Time to Rescue Gary McKinnon

Posted on Sunday, May 16, 2010 in ConDemNation, human rights, Politics


Geoffrey Robertson asks whether new Home Secretary Theresa May (and indeed new Deputy PM Clegg) will see reason on Gary McKinnon’s behalf, following her party’s and the Lib Dems’ long opposition to his extradition:

The first acid test for Britain’s new government is not the economy, but whether it is capable of an act of simple humanity. Can Theresa May deliver on the repeated promise of Tory and Lib Dem leaders to end the torment inflicted by the state on Gary McKinnon, the hacker with Asperger’s syndrome, whom the Home Office wants to send to lengthy imprisonment and likely suicide in a US jail? His courtroom cruelty is scheduled to begin again on 24 May: the time has come to end it, once and for all.

So, over to May, then. Her main difficulty will be to override her Home Office advisers, who have for years fought an unremitting, expensive and merciless battle against this poor man and his indomitable mother. They will, perhaps, tell their minister that if she reverses the Smith-Johnson decision, the Americans might take her to court for judicial review. But this is unrealistic: the Obama administration is unlikely to challenge a decision of the new British government. And even if it does, it is unlikely to be successful. And even if that happens, parliament is sovereign and can sweep away any adverse court decision simply by passing the Gary McKinnon (Freedom from Extradition) Act (2010).
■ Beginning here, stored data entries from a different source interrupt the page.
//! The top-level driver: iterates logical records, dispatches on the
//! record's `usrnam`/`format` fields, validates the byte-offset checkpoints,
//! and yields one [`EventRecord`] per `IJEVHD` header + `MINIDST` payload
//! pair.

use std::io::Read;

use log::warn;

use crate::banks;
use crate::buffer::BufferReader;
use crate::error::{JazelleError, RecordError};
use crate::event::{EventHeader, EventRecord, JazelleRecordHeader};
use crate::reader::JazelleReader;

type Result<T> = std::result::Result<T, JazelleError>;

const MCHEAD_SIZE: usize = 20;
const IJEVHD: &str = "IJEVHD";
const MINIDST: &str = "MINIDST";

/// Drives a single [`JazelleReader`] to completion, yielding assembled
/// events. Strictly single-threaded and synchronous: all state (the pending
/// event header, the logical record counter) belongs to this one instance.
pub struct EventAssembler<R> {
    reader: JazelleReader<R>,
    pending: Option<EventHeader>,
    record_no: u64,
    other_records: u64,
}

impl<R: Read> EventAssembler<R> {
    pub fn new(reader: R) -> std::result::Result<Self, RecordError> {
        let reader = JazelleReader::new(reader).map_err(|e| e.at_record(0))?;
        Ok(EventAssembler {
            reader,
            pending: None,
            record_no: 0,
            other_records: 0,
        })
    }

    /// Count of logical records seen that were neither an `IJEVHD` header
    /// nor a `MINIDST` payload.
    pub fn other_records(&self) -> u64 {
        self.other_records
    }

    fn read_record_header(&mut self) -> Result<JazelleRecordHeader> {
        let record_number = self.reader.read_i32()?;
        let tag1 = self.reader.read_i32()?;
        let tag2 = self.reader.read_i32()?;
        let target = self.reader.read_i32()?;
        let rectype = self.reader.read_flex_string()?;
        let flag1 = self.reader.read_i32()?;
        let flag2 = self.reader.read_i32()?;
        let format = self.reader.read_flex_string()?;
        let context = self.reader.read_flex_string()?;
        let tocrec = self.reader.read_i32()?;
        let datrec = self.reader.read_i32()?;
        let tocsiz = self.reader.read_i32()?;
        let datsiz = self.reader.read_i32()?;
        let tocoff1 = self.reader.read_i32()?;
        let tocoff2 = self.reader.read_i32()?;
        let tocoff3 = self.reader.read_i32()?;
        let datoff = self.reader.read_i32()?;
        let segment = self.reader.read_flex_string()?;
        let usrnam = self.reader.read_flex_string()?;
        let usroff = self.reader.read_i32()?;
        let lr_flags = self.reader.read_i32()?;
        self.reader
            .read(JazelleRecordHeader::reserved_padding_len())?;

        Ok(JazelleRecordHeader {
            record_number,
            tag1,
            tag2,
            target,
            rectype,
            flag1,
            flag2,
            format,
            context,
            tocrec,
            datrec,
            tocsiz,
            datsiz,
            tocoff1,
            tocoff2,
            tocoff3,
            datoff,
            segment,
            usrnam,
            usroff,
            lr_flags,
        })
    }

    fn handle_header_record(&mut self, header: &JazelleRecordHeader) -> Result<()> {
        let at = self.reader.bytes_in_record();
        if at != header.usroff as u64 {
            return Err(JazelleError::OffsetMismatch {
                invariant: "usroff",
                expected: header.usroff as u64,
                found: at,
            });
        }

        let event_header = EventHeader {
            header: self.reader.read_i32()?,
            run: self.reader.read_i32()?,
            event: self.reader.read_i32()?,
            time: self.reader.read_timestamp()?,
            weight: self.reader.read_vax_f32()?,
            event_type: self.reader.read_i32()?,
            trigger_mask: self.reader.read_i32()?,
        };
        self.pending = Some(event_header);
        Ok(())
    }

    fn handle_data_record(&mut self, header: &JazelleRecordHeader) -> Result<Option<EventRecord>> {
        let at = self.reader.bytes_in_record();
        if at != header.tocoff1 as u64 {
            return Err(JazelleError::OffsetMismatch {
                invariant: "tocoff1",
                expected: header.tocoff1 as u64,
                found: at,
            });
        }

        let toc_raw = self.reader.read(banks::PHMTOC_RECORD_SIZE)?;
        let mut toc_buffer = BufferReader::new(&toc_raw);
        let toc = banks::parse_phmtoc(&mut toc_buffer)?;

        let pending = match self.pending.take() {
            Some(pending) => pending,
            None => {
                warn!(
                    "record {}: MINIDST data record with no pending IJEVHD header, skipping",
                    self.record_no
                );
                return Ok(None);
            }
        };

        if header.datrec > 0 {
            self.reader.next_physical_fragment()?;
        }

        let at = self.reader.bytes_in_record();
        if at != header.datoff as u64 {
            return Err(JazelleError::OffsetMismatch {
                invariant: "datoff",
                expected: header.datoff as u64,
                found: at,
            });
        }

        let data = self.reader.read(header.datsiz as usize)?;
        let mut payload = BufferReader::new(&data);
        payload.skip(MCHEAD_SIZE, "MCHEAD")?;

        if toc.n_mcpart != 0 {
            return Err(JazelleError::UnsupportedContent {
                reason: "Monte Carlo banks are present (NMcPart > 0)",
            });
        }

        let particles = banks::parse_phpsum(&mut payload, toc.n_phpsum as usize)?;
        let tracks = banks::parse_phchrg(&mut payload, toc.n_phchrg as usize)?;
        let clusters = banks::parse_phklus(&mut payload, toc.n_phklus as usize)?;
        let wic = banks::parse_phwic(&mut payload, toc.n_phwic as usize)?;
        let crid = banks::parse_phcrid(&mut payload, toc.n_phcrid as usize)?;
        let kelid = banks::parse_phkelid(&mut payload, toc.n_phkelid as usize)?;
        let ktrk = banks::parse_phktrk(&mut payload, toc.n_phktrk as usize)?;

        Ok(Some(EventRecord {
            header: pending.header,
            run: pending.run,
            event: pending.event,
            time: pending.time,
            weight: pending.weight,
            event_type: pending.event_type,
            trigger_mask: pending.trigger_mask,
            particles,
            tracks,
            clusters,
            wic,
            crid,
            kelid,
            ktrk,
        }))
    }

    fn advance(&mut self) -> Option<Result<EventRecord>> {
        loop {
            match self.reader.next_logical_record() {
                Ok(()) => {}
                Err(JazelleError::UnexpectedEof {
                    while_reading: "next physical record header",
                }) => return None,
                Err(e) => return Some(Err(e)),
            }
            self.record_no += 1;

            let header = match self.read_record_header() {
                Ok(h) => h,
                Err(e) => return Some(Err(e)),
            };

            if header.usrnam == IJEVHD {
                if let Err(e) = self.handle_header_record(&header) {
                    return Some(Err(e));
                }
                continue;
            }

            if header.format == MINIDST {
                match self.handle_data_record(&header) {
                    Ok(Some(event)) => return Some(Ok(event)),
                    Ok(None) => continue,
                    Err(e) => return Some(Err(e)),
                }
            }

            self.other_records += 1;
        }
    }
}

impl<R: Read> Iterator for EventAssembler<R> {
    type Item = std::result::Result<EventRecord, RecordError>;

    fn next(&mut self) -> Option<Self::Item> {
        let record_no = self.record_no;
        self.advance()
            .map(|result| result.map_err(|e| e.at_record(record_no)))
    }
}

#[cfg(test)]
mod tests {
    use super::*;
    use std::io::Cursor;

    const FILENAME_LEN: usize = 80;

    fn physical_record(logical_flags: u16, payload: &[u8]) -> Vec<u8> {
        let mut body = Vec::new();
        body.extend_from_slice(&(payload.len() as i16).to_le_bytes());
        body.extend_from_slice(&logical_flags.to_le_bytes());
        body.extend_from_slice(payload);

        let mut v = Vec::new();
        v.extend_from_slice(&((body.len() + 4) as u16).to_le_bytes());
        v.extend_from_slice(&0u16.to_le_bytes());
        v.extend_from_slice(&body);
        v
    }

    fn file_header_record() -> Vec<u8> {
        let mut payload = Vec::new();
        payload.extend_from_slice(b"JAZELLE ");
        payload.extend_from_slice(&0i32.to_le_bytes()); // ibmvax
        payload.extend_from_slice(&0i64.to_le_bytes()); // created
        payload.extend_from_slice(&0i64.to_le_bytes()); // modified
        payload.extend_from_slice(&0i32.to_le_bytes()); // nmod
        payload.extend_from_slice(&[b' '; FILENAME_LEN]);
        physical_record(0x0, &payload)
    }

    fn flex(s: &str) -> Vec<u8> {
        let mut v = s.as_bytes().to_vec();
        v.resize(8, b' ');
        v
    }

    /// Builds one `IJEVHD` record header with a caller-chosen `usroff`, so a
    /// mismatch against the true byte offset can be forced deliberately.
    fn ijevhd_record(usroff: i32) -> Vec<u8> {
        let mut payload = Vec::new();
        payload.extend_from_slice(&0i32.to_le_bytes()); // record_number
        payload.extend_from_slice(&0i32.to_le_bytes()); // tag1
        payload.extend_from_slice(&0i32.to_le_bytes()); // tag2
        payload.extend_from_slice(&0i32.to_le_bytes()); // target
        payload.extend_from_slice(&flex("")); // rectype
        payload.extend_from_slice(&0i32.to_le_bytes()); // flag1
        payload.extend_from_slice(&0i32.to_le_bytes()); // flag2
        payload.extend_from_slice(&flex("")); // format
        payload.extend_from_slice(&flex("")); // context
        payload.extend_from_slice(&0i32.to_le_bytes()); // tocrec
        payload.extend_from_slice(&0i32.to_le_bytes()); // datrec
        payload.extend_from_slice(&0i32.to_le_bytes()); // tocsiz
        payload.extend_from_slice(&0i32.to_le_bytes()); // datsiz
        payload.extend_from_slice(&0i32.to_le_bytes()); // tocoff1
        payload.extend_from_slice(&0i32.to_le_bytes()); // tocoff2
        payload.extend_from_slice(&0i32.to_le_bytes()); // tocoff3
        payload.extend_from_slice(&0i32.to_le_bytes()); // datoff
        payload.extend_from_slice(&flex("")); // segment
        payload.extend_from_slice(&flex(IJEVHD)); // usrnam
        payload.extend_from_slice(&usroff.to_le_bytes()); // usroff
        payload.extend_from_slice(&0i32.to_le_bytes()); // lr_flags
        payload.extend_from_slice(&vec![0u8; JazelleRecordHeader::reserved_padding_len()]);
        physical_record(0x0, &payload)
    }

    /// The `usroff` checkpoint must match the byte offset actually reached
    /// by the time the `IJEVHD` payload is about to be read, counting the
    /// 4-byte logical header consumed at the start of the fragment.
    #[test]
    fn wrong_usroff_surfaces_offset_mismatch() {
        let true_usroff = 4 + JazelleRecordHeader::SIZE as i32;

        let mut bytes = file_header_record();
        bytes.extend(ijevhd_record(true_usroff + 1));
        let mut assembler = EventAssembler::new(Cursor::new(bytes)).unwrap();

        let err = assembler.next().unwrap().unwrap_err();
        match err.source {
            JazelleError::OffsetMismatch {
                invariant: "usroff",
                expected,
                found,
            } => {
                assert_eq!(expected, (true_usroff + 1) as u64);
                assert_eq!(found, true_usroff as u64);
            }
            other => panic!("wrong error variant: {other:?}"),
        }
    }
}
Of course the truth is even simpler than that. Alan Johnson admitted that he did have the power to stop McKinnon’s extradition – he was just loath to use it for fear of setting an unwelcome precedent. Theresa May has an enormous task on her hands, not just to prove to a sceptical public about her suitability to be Equalities Minister, but to prove that she’s less of a hostage to the (as Robertson puts it) ‘uncivil servants’ in her department than her immediate two (if not four) predecessors. If this coalition is to mean anything, if its civil liberties agenda is going to have any believability whatsoever then at the very least Gary McKinnon’s extradition should be halted. Given that what evidence there is wouldn’t stand up in court (and none is needed to extradite him to the US) no further action should probably be taken against him.